The first-person novel – which never reads like fiction – describes the voyage of a cargo liner carrying goods and passengers from Liverpool to Singapore, Hong Kong, Kobe and Shanghai in the mid-1960s. There is a moment, off the coast of Borneo, when the captain sees a vessel with half a dozen grey aluminium boxes on her foredeck: “What the devil are they?” he asks the pilot. “‘They’re containers, Captain,’ the Pilot replied, and no one on the bridge heard the sentence of death pronounced upon us.”
Woodman, who has died aged 80, became the memorialist of the merchant fleets. Between 2008 and 2016 he wrote the history of the British merchant navy in five volumes, followed by A Low Set of Blackguards, a two-volume history (2016-17) of the East India Company.

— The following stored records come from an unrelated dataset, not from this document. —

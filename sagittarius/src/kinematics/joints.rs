use std::ops::Index;

use serde::{Deserialize, Serialize};

use crate::ArmError;

/// Number of actuated joints on the arm (the gripper is addressed separately).
pub const JOINT_COUNT: usize = 6;

/// Six joint angles in radians, ordered base to wrist.
#[derive(Serialize, Deserialize, Debug, Clone, Copy, PartialEq, Default)]
pub struct JointVector(pub [f64; JOINT_COUNT]);

impl JointVector {
    pub const fn new(angles: [f64; JOINT_COUNT]) -> Self {
        Self(angles)
    }

    pub const fn zeros() -> Self {
        Self([0.0; JOINT_COUNT])
    }

    pub fn as_array(&self) -> &[f64; JOINT_COUNT] {
        &self.0
    }

    pub fn iter(&self) -> impl Iterator<Item = &f64> {
        self.0.iter()
    }

    /// Largest absolute per-joint difference between two vectors.
    pub fn max_abs_diff(&self, other: &JointVector) -> f64 {
        self.0
            .iter()
            .zip(other.0.iter())
            .map(|(a, b)| (a - b).abs())
            .fold(0.0, f64::max)
    }

    /// Builds a vector from the first six entries of a slice.
    ///
    /// Extra trailing entries are ignored, so a 7-element status readback
    /// (six joints plus gripper) can be fed straight back in.
    pub fn from_slice(values: &[f64]) -> Result<Self, ArmError> {
        let head = values.get(..JOINT_COUNT).ok_or(ArmError::InvalidArity {
            expected: JOINT_COUNT,
            got: values.len(),
        })?;
        let mut angles = [0.0; JOINT_COUNT];
        angles.copy_from_slice(head);
        Ok(Self(angles))
    }
}

impl From<[f64; JOINT_COUNT]> for JointVector {
    fn from(angles: [f64; JOINT_COUNT]) -> Self {
        Self(angles)
    }
}

impl Index<usize> for JointVector {
    type Output = f64;

    fn index(&self, index: usize) -> &f64 {
        &self.0[index]
    }
}

/// Which bound a joint value violated.
#[derive(Serialize, Deserialize, Debug, Clone, Copy, PartialEq, Eq)]
pub enum LimitSide {
    Lower,
    Upper,
}

/// Per-joint lower/upper bounds in radians. Fixed when the arm model is built.
#[derive(Serialize, Deserialize, Debug, Clone, PartialEq)]
pub struct JointLimits {
    lower: JointVector,
    upper: JointVector,
}

impl JointLimits {
    /// Fails if any lower bound exceeds its upper bound.
    pub fn new(lower: JointVector, upper: JointVector) -> Result<Self, ArmError> {
        for (joint, (lo, hi)) in lower.iter().zip(upper.iter()).enumerate() {
            if !(lo <= hi) {
                return Err(ArmError::Config(format!(
                    "joint {} has lower limit {} above upper limit {}",
                    joint + 1,
                    lo,
                    hi
                )));
            }
        }
        Ok(Self { lower, upper })
    }

    /// Limits of the stock Sagittarius arm.
    pub fn sagittarius() -> Self {
        Self {
            lower: JointVector([-2.0, -1.57, -1.48, -2.9, -1.8, -3.1]),
            upper: JointVector([2.0, 1.4, 1.8, 2.9, 1.6, 3.1]),
        }
    }

    pub fn lower(&self) -> &JointVector {
        &self.lower
    }

    pub fn upper(&self) -> &JointVector {
        &self.upper
    }

    /// Checks a single joint (0-based index). NaN is never within limits.
    pub fn check_joint(&self, joint: usize, value: f64) -> Result<(), LimitSide> {
        if !(value >= self.lower[joint]) {
            Err(LimitSide::Lower)
        } else if !(value <= self.upper[joint]) {
            Err(LimitSide::Upper)
        } else {
            Ok(())
        }
    }

    pub fn contains(&self, joints: &JointVector) -> bool {
        self.first_violation(joints).is_none()
    }

    /// Returns the first out-of-range joint as `ArmError::JointLimit`.
    pub fn first_violation(&self, joints: &JointVector) -> Option<ArmError> {
        joints.iter().enumerate().find_map(|(joint, &value)| {
            self.check_joint(joint, value).err().map(|side| ArmError::JointLimit {
                joint: joint as u8 + 1,
                value,
                lower: self.lower[joint],
                upper: self.upper[joint],
                side,
            })
        })
    }
}

impl Default for JointLimits {
    fn default() -> Self {
        Self::sagittarius()
    }
}

#[cfg(test)]
mod tests {
    use super::*;

    #[test]
    fn test_from_slice_accepts_status_arity() {
        let status = [0.1, 0.2, 0.3, 0.4, 0.5, 0.6, -0.03];
        let joints = JointVector::from_slice(&status).unwrap();
        assert_eq!(joints, JointVector([0.1, 0.2, 0.3, 0.4, 0.5, 0.6]));
    }

    #[test]
    fn test_from_slice_rejects_short_input() {
        match JointVector::from_slice(&[0.0; 5]) {
            Err(ArmError::InvalidArity { expected, got }) => {
                assert_eq!(expected, 6);
                assert_eq!(got, 5);
            }
            other => panic!("expected arity error, got {:?}", other),
        }
    }

    #[test]
    fn test_limits_report_first_violation() {
        let limits = JointLimits::sagittarius();
        assert!(limits.contains(&JointVector::zeros()));

        let joints = JointVector([0.0, 0.0, 1.9, 0.0, -2.0, 0.0]);
        match limits.first_violation(&joints) {
            Some(ArmError::JointLimit { joint, side, .. }) => {
                assert_eq!(joint, 3);
                assert_eq!(side, LimitSide::Upper);
            }
            other => panic!("expected joint limit error, got {:?}", other),
        }
    }

    #[test]
    fn test_nan_is_out_of_range() {
        let limits = JointLimits::sagittarius();
        let joints = JointVector([f64::NAN, 0.0, 0.0, 0.0, 0.0, 0.0]);
        assert!(!limits.contains(&joints));
    }

    #[test]
    fn test_inverted_limits_rejected() {
        let lower = JointVector([0.0; 6]);
        let mut upper = JointVector([1.0; 6]);
        upper.0[4] = -1.0;
        assert!(JointLimits::new(lower, upper).is_err());
    }
}
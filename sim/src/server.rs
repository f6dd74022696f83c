use std::error::Error;
use std::sync::Arc;

use tokio::io::{AsyncRead, AsyncReadExt, AsyncWrite, AsyncWriteExt};
use tokio::net::TcpListener;
use tokio::sync::Mutex;
use tracing::{error, info, warn};

use sagittarius::packets::{FrameDecoder, ServoRequest};

use crate::VirtualArm;

/// Serves one host connection until it closes.
pub async fn serve<S>(mut stream: S, arm: Arc<Mutex<VirtualArm>>) -> Result<(), Box<dyn Error + Send + Sync>>
where
    S: AsyncRead + AsyncWrite + Unpin,
{
    let mut decoder = FrameDecoder::new();
    let mut buffer = vec![0; 1024];

    loop {
        let n = stream.read(&mut buffer).await?;
        if n == 0 {
            break;
        }
        decoder.push(&buffer[..n]);

        while let Some(decoded) = decoder.next_frame() {
            let request = match decoded.and_then(|frame| ServoRequest::from_frame(&frame)) {
                Ok(request) => request,
                Err(e) => {
                    warn!("Failed to decode request: {}", e);
                    arm.lock().await.record_rejected_frame();
                    continue;
                }
            };
            let reply = arm.lock().await.handle(request);
            if let Some(reply) = reply {
                stream.write_all(&reply.encode()?).await?;
            }
        }
    }

    info!("host disconnected");
    Ok(())
}

/// Accepts TCP connections forever, all sharing one virtual arm.
pub async fn run(addr: &str, arm: Arc<Mutex<VirtualArm>>) -> Result<(), Box<dyn Error + Send + Sync>> {
    let listener = TcpListener::bind(addr).await?;
    info!(addr, "virtual servo bus listening");

    loop {
        let (socket, peer) = match listener.accept().await {
            Ok(accepted) => accepted,
            Err(e) => {
                error!("Failed to accept connection: {}", e);
                continue;
            }
        };
        info!(%peer, "host connected");

        let arm = Arc::clone(&arm);
        tokio::spawn(async move {
            if let Err(e) = serve(socket, arm).await {
                error!("Error serving host: {:?}", e);
            }
        });
    }
}
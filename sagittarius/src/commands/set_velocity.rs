use serde::{Deserialize, Serialize};

use crate::packets::{CommandCode, Payload, PayloadReader};
use crate::ArmError;

pub const MAX_VELOCITY: u16 = 4096;

/// Default profile velocity for subsequent moves.
#[derive(Serialize, Deserialize, Debug, Clone, Copy, PartialEq, Eq)]
pub struct SetVelocity {
    pub velocity: u16,
}

impl SetVelocity {
    pub fn new(velocity: u16) -> Result<Self, ArmError> {
        if velocity > MAX_VELOCITY {
            return Err(ArmError::out_of_range("velocity", velocity, 0, MAX_VELOCITY));
        }
        Ok(Self { velocity })
    }
}

impl Payload for SetVelocity {
    const CODE: CommandCode = CommandCode::SetVelocity;

    fn write_payload(&self, out: &mut Vec<u8>) {
        out.extend_from_slice(&self.velocity.to_le_bytes());
    }

    fn read_payload(bytes: &[u8]) -> Result<Self, ArmError> {
        let mut reader = PayloadReader::new(bytes, Self::CODE);
        let velocity = reader.u16()?;
        reader.finish()?;
        Self::new(velocity).map_err(|e| ArmError::MalformedFrame(e.to_string()))
    }
}

#[cfg(test)]
mod tests {
    use super::*;

    #[test]
    fn test_range_bounds() {
        assert!(SetVelocity::new(0).is_ok());
        assert!(SetVelocity::new(4096).is_ok());
        assert!(matches!(SetVelocity::new(4097), Err(ArmError::OutOfRange { .. })));
    }
}
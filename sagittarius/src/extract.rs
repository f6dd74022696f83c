//! Typed extraction of inner payloads from response enums.
//!
//! The frame reader hands out [`ServoResponse`](crate::packets::ServoResponse)
//! values; callers waiting for one particular reply use [`ExtractInner`] to
//! pick out the payload type they expect without matching every variant.
//!
//! ```
//! use sagittarius::ExtractInner;
//! use sagittarius::packets::ServoResponse;
//! use sagittarius::commands::ReadPositionResponse;
//!
//! # fn example(response: ServoResponse) {
//! let position: Option<&ReadPositionResponse> = response.as_inner();
//! if let Some(position) = position {
//!     println!("servo {} at {} tenths of a degree", position.id, position.tenth_degrees);
//! }
//! # }
//! ```

pub trait ExtractInner<T> {
    /// Reference to the inner value if the variant holds a `T`.
    fn as_inner(&self) -> Option<&T>;

    /// Consumes the enum, returning the inner value if the variant holds a `T`.
    fn into_inner(self) -> Option<T>;
}

/// Implements [`ExtractInner`] for one `enum::Variant(inner)` pairing.
#[macro_export]
macro_rules! impl_extract_inner {
    ($enum:ty, $variant:ident, $inner:ty) => {
        impl $crate::ExtractInner<$inner> for $enum {
            #[inline]
            fn as_inner(&self) -> Option<&$inner> {
                match self {
                    Self::$variant(inner) => Some(inner),
                    #[allow(unreachable_patterns)]
                    _ => None,
                }
            }

            #[inline]
            fn into_inner(self) -> Option<$inner> {
                match self {
                    Self::$variant(inner) => Some(inner),
                    #[allow(unreachable_patterns)]
                    _ => None,
                }
            }
        }
    };
}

His outstanding contribution came through his three second world war convoy histories: Arctic Convoys (1994), Malta Convoys (2000) and The Real Cruel Sea (2005). These are works of passion, based on experience and scrupulous research.
The loss of life among merchant seamen was proportionately greater than in any of the armed services and the recognition they received far less. From the beginning of the war a seafarer’s pay was stopped the minute his ship was sunk. “Time spent fighting for his life on a float or lifeboat was an unpaid excursion,” wrote Woodman.
While Winston Churchill acknowledged the crucial importance of the Battle of the Atlantic to national survival, it was not until 2012 that those who had served in the Arctic convoys, and had taken the highest casualties of all, were retrospectively honoured.
Born in north London, Richard was the elder son of Rosalie (nee Cann) and Douglas Woodman, a civil service administrator. Though he was far from the sea, his imagination was captured by the works of Arthur Ransome, Daniel Defoe, RM Ballantyne and Alan Villiers, and his enthusiasm nurtured by Sea Scout membership.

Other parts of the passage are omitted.